Among recent enforcement actions by the SEC were a bar against radio personality Raymond Lucia associating with any investment advisor, broker or dealer, as well as other penalties, for his "Buckets of Money" violations; a freeze on the proceeds of illegal distributions of Biozoom stock; and a freeze on insider trader assets in the case of Onyx Pharmaceuticals. Also, a $9.5 million fine was levied by FINRA and exchanges on Newedge for failing to supervise trading by clients.
'Buckets of Money' Violations Bring Bar, Fines
Radio personality Raymond Lucia Sr., who in September of last year was the target of an SEC administrative proceeding over promoting his "Buckets of Money" strategy while never having backtested it despite claims to the contrary, is the focus of another ruling.
Cameron Elliot, SEC administrative law judge, barred Lucia from associating with any investment advisor, broker or dealer. The judge also revoked investment advisor registrations for him and his firm, Raymond J. Lucia Cos. (RJLC), and also imposed a $50,000 penalty against him and a $250,000 penalty against RJLC. The judge's decision found that that RJLC had violated investment advisor antifraud statutes and that Lucia had aided and abetted RJLC's violations.
Until the SEC got onto his case, Lucia had given investment seminars at which he touted his "Buckets of Money" strategy. At those seminars he claimed that extensive backtesting over extensive bear-market periods proved the strategy's validity. In fact, however, he and his firm had done little, if any, backtesting to verify those claims.
FINRA, Exchanges Hit Newedge With $9.5M Supervisory Fine
FINRA along with BATS Exchange, New York Stock Exchange, NYSE Arca and NASDAQ censured and fined Newedge USA of Chicago $9.5 million for failing to supervise trading by clients that directly accessed U.S. equities markets through Newedge's order routing platform and/or internet service providers (known as "direct market access," or "DMA") or routed orders directly to market centers (known as "sponsored access," or "SA").
Newedge also violated Regulation SHO and SEC Emergency Orders concerning short sales, and failed to obtain and retain books and records.

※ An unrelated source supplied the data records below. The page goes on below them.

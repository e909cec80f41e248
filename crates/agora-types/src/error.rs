//! Error types for Agora
//!
//! Every failure is explicit and typed. Validation, precondition, not-found
//! and collaborator failures are all reported synchronously to the caller;
//! nothing is swallowed or retried by the core.

use thiserror::Error;

/// Result type for Agora operations
pub type Result<T> = std::result::Result<T, AgoraError>;

/// Agora error types
#[derive(Debug, Clone, Error)]
pub enum AgoraError {
    // ========================================================================
    // Amount Errors
    // ========================================================================

    /// Amount overflow during arithmetic
    #[error("Amount overflow during arithmetic operation")]
    AmountOverflow,

    /// Amount underflow during arithmetic
    #[error("Amount underflow during arithmetic operation")]
    AmountUnderflow,

    /// Division by zero
    #[error("Division by zero")]
    DivisionByZero,

    // ========================================================================
    // Not-Found Errors
    // ========================================================================

    /// Job not found
    #[error("Job {job_id} not found")]
    JobNotFound { job_id: u64 },

    // ========================================================================
    // Precondition / State Errors
    // ========================================================================

    /// Job is not open for claiming or cancellation
    #[error("Job {job_id} is not open (status: {status})")]
    JobNotOpen { job_id: u64, status: String },

    /// Job is not in the claimed state
    #[error("Job {job_id} is not claimed (status: {status})")]
    JobNotClaimed { job_id: u64, status: String },

    /// Job has no pending submission
    #[error("Job {job_id} has no pending submission (status: {status})")]
    JobNotSubmitted { job_id: u64, status: String },

    /// Requester attempted to claim their own job
    #[error("Requester cannot claim their own job {job_id}")]
    RequesterCannotClaimOwnJob { job_id: u64 },

    /// Caller is not the job's requester
    #[error("Caller {caller} is not the requester of job {job_id}")]
    NotRequester { job_id: u64, caller: String },

    /// Caller is not the job's assigned worker
    #[error("Caller {caller} is not the assigned worker of job {job_id}")]
    NotAssignedWorker { job_id: u64, caller: String },

    /// Work deadline has passed
    #[error("Work deadline for job {job_id} passed at {deadline}")]
    WorkDeadlineExceeded { job_id: u64, deadline: String },

    /// Work deadline has not yet passed
    #[error("Work deadline for job {job_id} has not passed (deadline: {deadline})")]
    DeadlineNotYetPassed { job_id: u64, deadline: String },

    // ========================================================================
    // Validation Errors
    // ========================================================================

    /// Submission URI is empty
    #[error("Submission URI must not be empty")]
    EmptySubmission,

    /// Rating out of range
    #[error("Rating {rating} is out of range (0-100)")]
    InvalidRating { rating: u8 },

    /// Invalid input
    #[error("Invalid input: {field} - {reason}")]
    InvalidInput { field: String, reason: String },

    // ========================================================================
    // Collaborator Failures
    // ========================================================================

    /// Escrow movement failed
    #[error("Escrow transfer failed for job {job_id}: {reason}")]
    EscrowTransferFailed { job_id: u64, reason: String },

    /// Insufficient funds in an escrow account
    #[error("Insufficient funds for {account}: requested {requested}, available {available}")]
    InsufficientFunds {
        account: String,
        requested: u64,
        available: u64,
    },
}

impl AgoraError {
    /// Create an invalid input error
    pub fn invalid_input(field: impl Into<String>, reason: impl Into<String>) -> Self {
        Self::InvalidInput {
            field: field.into(),
            reason: reason.into(),
        }
    }

    /// Create an escrow transfer failure
    pub fn escrow_failed(job_id: u64, reason: impl Into<String>) -> Self {
        Self::EscrowTransferFailed {
            job_id,
            reason: reason.into(),
        }
    }

    /// Get an error code for API responses
    pub fn error_code(&self) -> &'static str {
        match self {
            Self::AmountOverflow => "AMOUNT_OVERFLOW",
            Self::AmountUnderflow => "AMOUNT_UNDERFLOW",
            Self::DivisionByZero => "DIVISION_BY_ZERO",
            Self::JobNotFound { .. } => "JOB_NOT_FOUND",
            Self::JobNotOpen { .. } => "JOB_NOT_OPEN",
            Self::JobNotClaimed { .. } => "JOB_NOT_CLAIMED",
            Self::JobNotSubmitted { .. } => "JOB_NOT_SUBMITTED",
            Self::RequesterCannotClaimOwnJob { .. } => "REQUESTER_CANNOT_CLAIM_OWN_JOB",
            Self::NotRequester { .. } => "NOT_REQUESTER",
            Self::NotAssignedWorker { .. } => "NOT_ASSIGNED_WORKER",
            Self::WorkDeadlineExceeded { .. } => "WORK_DEADLINE_EXCEEDED",
            Self::DeadlineNotYetPassed { .. } => "DEADLINE_NOT_YET_PASSED",
            Self::EmptySubmission => "EMPTY_SUBMISSION",
            Self::InvalidRating { .. } => "INVALID_RATING",
            Self::InvalidInput { .. } => "INVALID_INPUT",
            Self::EscrowTransferFailed { .. } => "ESCROW_TRANSFER_FAILED",
            Self::InsufficientFunds { .. } => "INSUFFICIENT_FUNDS",
        }
    }
}

#[cfg(test)]
mod tests {
    use super::*;

    #[test]
    fn test_error_codes() {
        let err = AgoraError::JobNotOpen {
            job_id: 3,
            status: "Claimed".to_string(),
        };
        assert_eq!(err.error_code(), "JOB_NOT_OPEN");

        let err = AgoraError::escrow_failed(0, "account unfunded");
        assert_eq!(err.error_code(), "ESCROW_TRANSFER_FAILED");
    }

    #[test]
    fn test_display() {
        let err = AgoraError::InvalidRating { rating: 101 };
        assert_eq!(err.to_string(), "Rating 101 is out of range (0-100)");
    }
}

FINRA and the exchanges found that Newedge did not have sufficient procedures, adequate surveillance tools, or necessary information to monitor DMA and SA client trading. Newedge's supervisory violations occurred over a four-year period, during which numerous internal documents noted the firm's deficiencies. Even after these "red flags" were raised, Newedge did not take adequate steps to satisfy its supervisory obligations, FINRA found.
Purse Maker-Turned-Biomed Developer Is Focus of Insider Trading Case
Eight Argentine citizens have been charged, and their U.S. brokerage accounts frozen, on allegations of insider trading in the unregistered sale of millions of shares of Biozoom. Two other Argentine citizens who owned Biozoom shares but had not yet sold them have also seen the assets in their U.S. brokerage accounts frozen. Trading in the company's shares was suspended the last week of June on concerns that insider trading was taking place.
In April, Biozoom, formerly Entertainment Art, announced that it was changing its name and making a drastic change in its business model; instead of producing leather bags, it was going to develop biomedical technology. The ten defendants, from March to June 2013, received more than 20 million shares of Entertainment Art; that amounted to one-third of the company's total outstanding shares. The defendants claimed to have acquired the bulk of the shares in March from Entertainment Art shareholders who had bought them in private placements that began in 2007. While each of the defendants provided stock purchase agreements between themselves and the former shareholders that were purportedly signed by the defendants and those shareholders, the Entertainment Art investors had actually sold all their stock in the company nearly four years before, in 2009; That, said the SEC, made the documents false.